_What is being asked_: Where does the word "None" appear in the data? Copy every line that holds it.

_Record extracts_:
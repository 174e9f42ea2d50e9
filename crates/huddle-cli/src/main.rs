//! huddle - calendar assistant driven by text messages

mod config;
mod store;

use std::io::{self, Write};
use std::path::PathBuf;
use std::sync::Arc;
use std::time::Duration;

use chrono::{DateTime, Utc};
use clap::Parser;
use huddle_agent::{
    DateTimeResolver, InMemoryCalendar, Orchestrator, StaticRoster, ToolRegistry, register_calendar_tools,
};
use huddle_ai::providers::anthropic::AnthropicProvider;
use tracing_subscriber::EnvFilter;

use crate::config::Config;
use crate::store::FileConversationStore;

/// huddle - calendar assistant
#[derive(Parser, Debug)]
#[command(name = "huddle")]
#[command(author, version, about, long_about = None)]
struct Args {
    /// Sender identity (phone number)
    #[arg(short, long, default_value = "+15550001")]
    identity: String,

    /// Handle a single message and exit
    #[arg(short, long)]
    message: Option<String>,

    /// Pretend the current time is this RFC 3339 timestamp
    #[arg(long)]
    now: Option<String>,

    /// Config file path (overrides HUDDLE_CONFIG_PATH)
    #[arg(short, long)]
    config: Option<PathBuf>,

    /// Verbose output
    #[arg(short, long)]
    verbose: bool,

    /// Initialize config file
    #[arg(long)]
    init_config: bool,
}

fn init_tracing(verbose: bool, config: &Config) {
    let filter = if verbose {
        EnvFilter::new("huddle=debug,huddle_agent=debug,huddle_ai=debug")
    } else {
        EnvFilter::try_from_default_env().unwrap_or_else(|_| {
            EnvFilter::new(
                config
                    .log_filter
                    .as_deref()
                    .unwrap_or("huddle=info,huddle_agent=info,huddle_ai=info"),
            )
        })
    };

    tracing_subscriber::fmt()
        .with_env_filter(filter)
        .with_writer(io::stderr)
        .init();
}

fn parse_now(value: &str) -> anyhow::Result<DateTime<Utc>> {
    DateTime::parse_from_rfc3339(value)
        .map(|t| t.with_timezone(&Utc))
        .map_err(|e| anyhow::anyhow!("invalid --now '{}': {}", value, e))
}

#[tokio::main]
async fn main() -> anyhow::Result<()> {
    let args = Args::parse();
    let config_path = args.config.clone().unwrap_or_else(Config::config_path);

    // Initialize config and exit
    if args.init_config {
        match Config::init(&config_path) {
            Ok(()) => {
                println!("Config file created at: {}", config_path.display());
                println!("\nExample config:\n{}", config::example_config());
            }
            Err(e) => {
                eprintln!("Error creating config: {}", e);
                std::process::exit(1);
            }
        }
        return Ok(());
    }

    let cfg = Config::load_from(&config_path);
    init_tracing(args.verbose, &cfg);

    let Some(api_key) = cfg.api_key() else {
        eprintln!("Error: No Anthropic API key found");
        eprintln!();
        eprintln!("Options:");
        eprintln!("  1. Set API key: export ANTHROPIC_API_KEY=your-key");
        eprintln!("  2. Add to config: huddle --init-config, then edit {}", config_path.display());
        std::process::exit(1);
    };

    let fixed_now = args.now.as_deref().map(parse_now).transpose()?;

    let mut provider = AnthropicProvider::new(api_key).with_timeout(Duration::from_secs(cfg.request_timeout_secs))?;
    if let Some(base_url) = &cfg.base_url {
        provider = provider.with_base_url(base_url);
    }

    let data_dir = cfg.data_dir();
    let calendar_path = data_dir.join("calendar.json");
    let calendar = Arc::new(store::load_calendar(&calendar_path)?);
    let conversations = Arc::new(FileConversationStore::new(data_dir.join("conversations")));
    let roster = Arc::new(StaticRoster::new(cfg.roster_members()));
    let resolver = DateTimeResolver::new(cfg.resolver_settings()?);

    let registry = Arc::new(ToolRegistry::new());
    register_calendar_tools(&registry, calendar.clone(), roster.clone(), resolver);

    let orchestrator = Orchestrator::new(
        Arc::new(provider),
        registry,
        conversations,
        roster,
        resolver,
        cfg.orchestrator_config(),
    );

    tracing::debug!(
        model = %cfg.model,
        data_dir = %data_dir.display(),
        contacts = cfg.roster.len(),
        "huddle ready"
    );

    if let Some(message) = args.message {
        let now = fixed_now.unwrap_or_else(Utc::now);
        let reply = orchestrator.process(&message, &args.identity, now).await;
        save_snapshot(&calendar_path, &calendar);
        println!("{}", reply);
        return Ok(());
    }

    run_interactive(&orchestrator, &args.identity, fixed_now, &calendar_path, &calendar).await
}

async fn run_interactive(
    orchestrator: &Orchestrator,
    identity: &str,
    fixed_now: Option<DateTime<Utc>>,
    calendar_path: &std::path::Path,
    calendar: &InMemoryCalendar,
) -> anyhow::Result<()> {
    let tty = io::IsTerminal::is_terminal(&io::stdin());
    if tty {
        eprintln!("huddle ({})", identity);
        eprintln!();
    }

    loop {
        if tty {
            print!("> ");
            io::stdout().flush()?;
        }

        let mut input = String::new();
        if io::stdin().read_line(&mut input)? == 0 {
            // EOF
            break;
        }

        let input = input.trim();
        if input.is_empty() {
            continue;
        }

        let now = fixed_now.unwrap_or_else(Utc::now);
        let reply = orchestrator.process(input, identity, now).await;
        save_snapshot(calendar_path, calendar);
        println!("{}", reply);
    }

    Ok(())
}

fn save_snapshot(path: &std::path::Path, calendar: &InMemoryCalendar) {
    if let Err(e) = store::save_calendar(path, calendar) {
        tracing::error!(path = %path.display(), error = %e, "failed to save calendar");
    }
}
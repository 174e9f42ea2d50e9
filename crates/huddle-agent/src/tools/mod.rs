//! Calendar tools offered to the model

mod clarify;
mod conflicts;
mod create;
mod delete;
mod free_time;
mod list;
mod search;
mod update;

use std::sync::Arc;

use chrono::{DateTime, FixedOffset};
use serde_json::json;

pub use clarify::ClarificationTool;
pub use conflicts::CheckConflictsTool;
pub use create::CreateEventTool;
pub use delete::DeleteEventTool;
pub use free_time::FindFreeTimeTool;
pub use list::ListEventsTool;
pub use search::SearchEventsTool;
pub use update::UpdateEventTool;

use crate::attendees::RosterProvider;
use crate::calendar::{CalendarBackend, CalendarEvent};
use crate::datetime::DateTimeResolver;
use crate::error::Error;
use crate::registry::ToolRegistry;
use crate::tool::ToolContext;

pub const CREATE_EVENT: &str = "create_calendar_event";
pub const LIST_EVENTS: &str = "list_calendar_events";
pub const CHECK_CONFLICTS: &str = "check_calendar_conflicts";
pub const UPDATE_EVENT: &str = "update_calendar_event";
pub const DELETE_EVENT: &str = "delete_calendar_event";
pub const SEARCH_EVENTS: &str = "search_calendar_events";
pub const FIND_FREE_TIME: &str = "find_free_time";
pub const ASK_FOR_CLARIFICATION: &str = "ask_for_clarification";

/// `status` values the loop reacts to
pub mod status {
    pub const CREATED: &str = "created";
    pub const ATTENDEES_UNRESOLVED: &str = "attendees_unresolved";
    pub const CLARIFICATION_REQUESTED: &str = "clarification_requested";
    pub const UPDATED: &str = "updated";
    pub const DELETED: &str = "deleted";
    pub const NOT_FOUND: &str = "not_found";
    pub const OK: &str = "ok";
}

const DEFAULT_DURATION_MINUTES: u64 = 60;
const MAX_DURATION_MINUTES: u64 = 24 * 60;
const MAX_DAYS_AHEAD: u32 = 365;

/// Register every calendar tool against one backend
pub fn register_calendar_tools(
    registry: &ToolRegistry,
    calendar: Arc<dyn CalendarBackend>,
    roster: Arc<dyn RosterProvider>,
    resolver: DateTimeResolver,
) {
    registry.register(Arc::new(CreateEventTool::new(calendar.clone(), roster, resolver)));
    registry.register(Arc::new(ListEventsTool::new(calendar.clone(), resolver)));
    registry.register(Arc::new(CheckConflictsTool::new(calendar.clone(), resolver)));
    registry.register(Arc::new(UpdateEventTool::new(calendar.clone(), resolver)));
    registry.register(Arc::new(DeleteEventTool::new(calendar.clone())));
    registry.register(Arc::new(SearchEventsTool::new(calendar.clone(), resolver)));
    registry.register(Arc::new(FindFreeTimeTool::new(calendar, resolver)));
    registry.register(Arc::new(ClarificationTool));
}

/// JSON shape of an event in tool output
pub fn event_json(event: &CalendarEvent) -> serde_json::Value {
    json!({
        "id": event.id,
        "title": event.title,
        "start": event.start.to_rfc3339(),
        "end": event.end.to_rfc3339(),
        "attendees": event.attendees,
        "description": event.description,
        "link": event.link,
    })
}

fn str_arg<'a>(args: &'a serde_json::Value, key: &str) -> Option<&'a str> {
    args.get(key)
        .and_then(|v| v.as_str())
        .map(str::trim)
        .filter(|s| !s.is_empty())
}

fn duration_arg(args: &serde_json::Value) -> u32 {
    args.get("duration_minutes")
        .and_then(|v| v.as_u64())
        .unwrap_or(DEFAULT_DURATION_MINUTES)
        .clamp(1, MAX_DURATION_MINUTES) as u32
}

fn u32_arg(args: &serde_json::Value, key: &str, default: u32) -> u32 {
    args.get(key)
        .and_then(|v| v.as_u64())
        .map(|n| n.min(u64::from(u32::MAX)) as u32)
        .unwrap_or(default)
}

/// Look-ahead horizon, capped at a year
fn days_arg(args: &serde_json::Value, default: u32) -> u32 {
    u32_arg(args, "days_ahead", default).min(MAX_DAYS_AHEAD)
}

/// `ctx.now` in the resolver's local offset
fn local_now(resolver: &DateTimeResolver, ctx: &ToolContext) -> DateTime<FixedOffset> {
    ctx.now.with_timezone(&resolver.local_offset())
}

fn backend_failure(tool: &str, error: Error) -> Error {
    tracing::warn!(tool = %tool, error = %error, "calendar backend call failed");
    Error::tool_failure(tool, error.to_string())
}

#[cfg(test)]
mod tests {
    use super::*;
    use crate::attendees::{RosterMember, StaticRoster};
    use crate::calendar::{InMemoryCalendar, NewEvent};
    use crate::datetime::ResolverSettings;
    use crate::tool::Tool;
    use chrono::{TimeZone, Utc};

    const ME: &str = "+15550001";

    struct Fixture {
        registry: ToolRegistry,
        calendar: Arc<InMemoryCalendar>,
    }

    fn est() -> FixedOffset {
        FixedOffset::west_opt(5 * 3600).unwrap()
    }

    fn fixture() -> Fixture {
        let calendar = Arc::new(InMemoryCalendar::new());
        let roster = Arc::new(StaticRoster::new(vec![
            RosterMember::new("Alex Rivera", Some("alex@example.com"), ME),
            RosterMember::new("Sam Chen", Some("sam@example.com"), "+15550002"),
        ]));
        let resolver = DateTimeResolver::new(ResolverSettings {
            local_offset: est(),
            default_hour: 19,
        });
        let registry = ToolRegistry::new();
        register_calendar_tools(&registry, calendar.clone(), roster, resolver);
        Fixture { registry, calendar }
    }

    fn ctx(message: &str) -> ToolContext {
        ToolContext::new(ME, message, Utc.with_ymd_and_hms(2024, 1, 10, 12, 0, 0).unwrap())
    }

    async fn seed(calendar: &InMemoryCalendar, title: &str, day: u32, hour: u32, minute: u32) -> CalendarEvent {
        calendar
            .create_event(NewEvent {
                title: title.to_string(),
                start: est().with_ymd_and_hms(2024, 1, day, hour, minute, 0).unwrap(),
                duration_minutes: 60,
                attendees: vec![],
                description: None,
            })
            .await
            .unwrap()
    }

    #[test]
    fn test_all_tools_registered() {
        let f = fixture();
        let mut names: Vec<String> = f.registry.list().into_iter().map(|t| t.name).collect();
        names.sort();
        assert_eq!(
            names,
            vec![
                ASK_FOR_CLARIFICATION,
                CHECK_CONFLICTS,
                CREATE_EVENT,
                DELETE_EVENT,
                FIND_FREE_TIME,
                LIST_EVENTS,
                SEARCH_EVENTS,
                UPDATE_EVENT,
            ]
        );
    }

    #[tokio::test]
    async fn test_create_resolves_time_and_attendees() {
        let f = fixture();
        let result = f
            .registry
            .call(
                CREATE_EVENT,
                json!({"title": "Dinner", "start_time": "tomorrow at 7pm", "attendees": ["Sam"]}),
                &ctx("Schedule dinner with Sam tomorrow at 7pm"),
            )
            .await
            .unwrap();

        assert_eq!(result.status(), Some(status::CREATED));
        assert_eq!(result.output["event"]["start"], "2024-01-11T19:00:00-05:00");
        assert_eq!(result.output["event"]["attendees"], json!(["sam@example.com"]));
        assert_eq!(f.calendar.snapshot().len(), 1);
    }

    #[tokio::test]
    async fn test_create_corrects_wrong_model_date() {
        let f = fixture();
        let result = f
            .registry
            .call(
                CREATE_EVENT,
                json!({"title": "Dinner", "start_time": "2024-01-14T19:00:00-05:00"}),
                &ctx("dinner tomorrow at 7pm"),
            )
            .await
            .unwrap();

        assert_eq!(result.output["event"]["start"], "2024-01-11T19:00:00-05:00");
        assert_eq!(result.output["corrected"], true);
    }

    #[tokio::test]
    async fn test_create_pauses_on_unknown_attendee() {
        let f = fixture();
        let result = f
            .registry
            .call(
                CREATE_EVENT,
                json!({"title": "Dinner", "start_time": "tomorrow 7pm", "attendees": ["Priya", "Sam"]}),
                &ctx("dinner with Priya and Sam tomorrow 7pm"),
            )
            .await
            .unwrap();

        assert_eq!(result.status(), Some(status::ATTENDEES_UNRESOLVED));
        assert_eq!(result.output["unresolved_names"], json!(["Priya"]));
        assert_eq!(result.output["draft"]["attendees"], json!(["sam@example.com"]));
        assert!(f.calendar.snapshot().is_empty());
    }

    #[tokio::test]
    async fn test_conflict_check_signals_ready() {
        let f = fixture();
        seed(&f.calendar, "Standup", 11, 19, 0).await;

        let busy = f
            .registry
            .call(CHECK_CONFLICTS, json!({"start_time": "tomorrow 7pm"}), &ctx("dinner tomorrow 7pm"))
            .await
            .unwrap();
        assert_eq!(busy.output["has_conflicts"], true);
        assert_eq!(busy.output["ready_to_create"], false);

        let free = f
            .registry
            .call(
                CHECK_CONFLICTS,
                json!({"start_time": "tomorrow 9pm", "duration_minutes": 30, "title": "Drinks"}),
                &ctx("drinks tomorrow 9pm"),
            )
            .await
            .unwrap();
        assert_eq!(free.output["ready_to_create"], true);
        assert_eq!(free.output["start_time"], "2024-01-11T21:00:00-05:00");
        assert_eq!(free.output["duration_minutes"], 30);
        assert_eq!(free.output["title"], "Drinks");
    }

    #[tokio::test]
    async fn test_search_then_update() {
        let f = fixture();
        let event = seed(&f.calendar, "drop off", 11, 10, 30).await;
        let message = "Move the meeting 'drop off' from tomorrow 10:30am to 1pm";

        let found = f
            .registry
            .call(SEARCH_EVENTS, json!({"query": "drop off"}), &ctx(message))
            .await
            .unwrap();
        assert_eq!(found.output["count"], 1);
        assert_eq!(found.output["events"][0]["id"], event.id.as_str());

        let updated = f
            .registry
            .call(UPDATE_EVENT, json!({"event_id": event.id, "start_time": "1pm"}), &ctx(message))
            .await
            .unwrap();
        assert_eq!(updated.status(), Some(status::UPDATED));
        assert_eq!(updated.output["event"]["start"], "2024-01-11T13:00:00-05:00");
    }

    #[tokio::test]
    async fn test_update_without_fields_is_error_result() {
        let f = fixture();
        let event = seed(&f.calendar, "Dinner", 11, 19, 0).await;
        let result = f
            .registry
            .call(UPDATE_EVENT, json!({"event_id": event.id}), &ctx("change dinner"))
            .await
            .unwrap();
        assert!(result.is_error);
    }

    #[tokio::test]
    async fn test_update_unknown_id_is_execution_failure() {
        let f = fixture();
        let err = f
            .registry
            .call(UPDATE_EVENT, json!({"event_id": "nope", "title": "x"}), &ctx("rename"))
            .await
            .unwrap_err();
        assert!(matches!(err, Error::ToolExecutionFailure { ref tool, .. } if tool == UPDATE_EVENT));
    }

    #[tokio::test]
    async fn test_list_and_delete() {
        let f = fixture();
        let event = seed(&f.calendar, "Dinner", 11, 19, 0).await;
        seed(&f.calendar, "Lunch", 12, 12, 0).await;

        let listed = f
            .registry
            .call(LIST_EVENTS, json!({"limit": 1}), &ctx("what's on"))
            .await
            .unwrap();
        assert_eq!(listed.output["count"], 1);
        assert_eq!(listed.output["events"][0]["title"], "Dinner");

        let deleted = f
            .registry
            .call(DELETE_EVENT, json!({"event_id": event.id}), &ctx("cancel dinner"))
            .await
            .unwrap();
        assert_eq!(deleted.status(), Some(status::DELETED));

        let again = f
            .registry
            .call(DELETE_EVENT, json!({"event_id": event.id}), &ctx("cancel dinner"))
            .await
            .unwrap();
        assert_eq!(again.status(), Some(status::NOT_FOUND));
    }

    #[tokio::test]
    async fn test_days_ahead_is_bounded() {
        let f = fixture();
        seed(&f.calendar, "Dinner", 11, 19, 0).await;

        let rejected = f
            .registry
            .call(LIST_EVENTS, json!({"days_ahead": 4_000_000_000u64}), &ctx("what's on my calendar"))
            .await
            .unwrap();
        assert!(rejected.is_error);

        // called directly, the tool clamps instead of overflowing the backend
        let resolver = DateTimeResolver::new(ResolverSettings {
            local_offset: est(),
            default_hour: 19,
        });
        let list = ListEventsTool::new(f.calendar.clone(), resolver);
        let listed = list
            .execute(json!({"days_ahead": 4_000_000_000u64}), &ctx("what's on my calendar"))
            .await
            .unwrap();
        assert_eq!(listed.output["days_ahead"], 365);
        assert_eq!(listed.output["count"], 1);

        let free = FindFreeTimeTool::new(f.calendar.clone(), resolver)
            .execute(json!({"days_ahead": u64::MAX}), &ctx("when am I free"))
            .await
            .unwrap();
        assert!(!free.is_error);
    }

    #[tokio::test]
    async fn test_find_free_time() {
        let f = fixture();
        let result = f
            .registry
            .call(FIND_FREE_TIME, json!({"duration_minutes": 30, "days_ahead": 2}), &ctx("when am I free"))
            .await
            .unwrap();
        let slots = result.output["slots"].as_array().unwrap();
        assert!(!slots.is_empty());
        // now is 07:00 local, so the first slot opens at 09:00
        assert_eq!(slots[0]["start"], "2024-01-10T09:00:00-05:00");
    }

    #[tokio::test]
    async fn test_clarification() {
        let f = fixture();
        let result = f
            .registry
            .call(ASK_FOR_CLARIFICATION, json!({"question": "Which Sam?"}), &ctx("dinner with Sam"))
            .await
            .unwrap();
        assert_eq!(result.status(), Some(status::CLARIFICATION_REQUESTED));
        assert_eq!(result.output["question"], "Which Sam?");
    }
}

_Solution_:
#[command(author, version, about, long_about = None)]
                description: None,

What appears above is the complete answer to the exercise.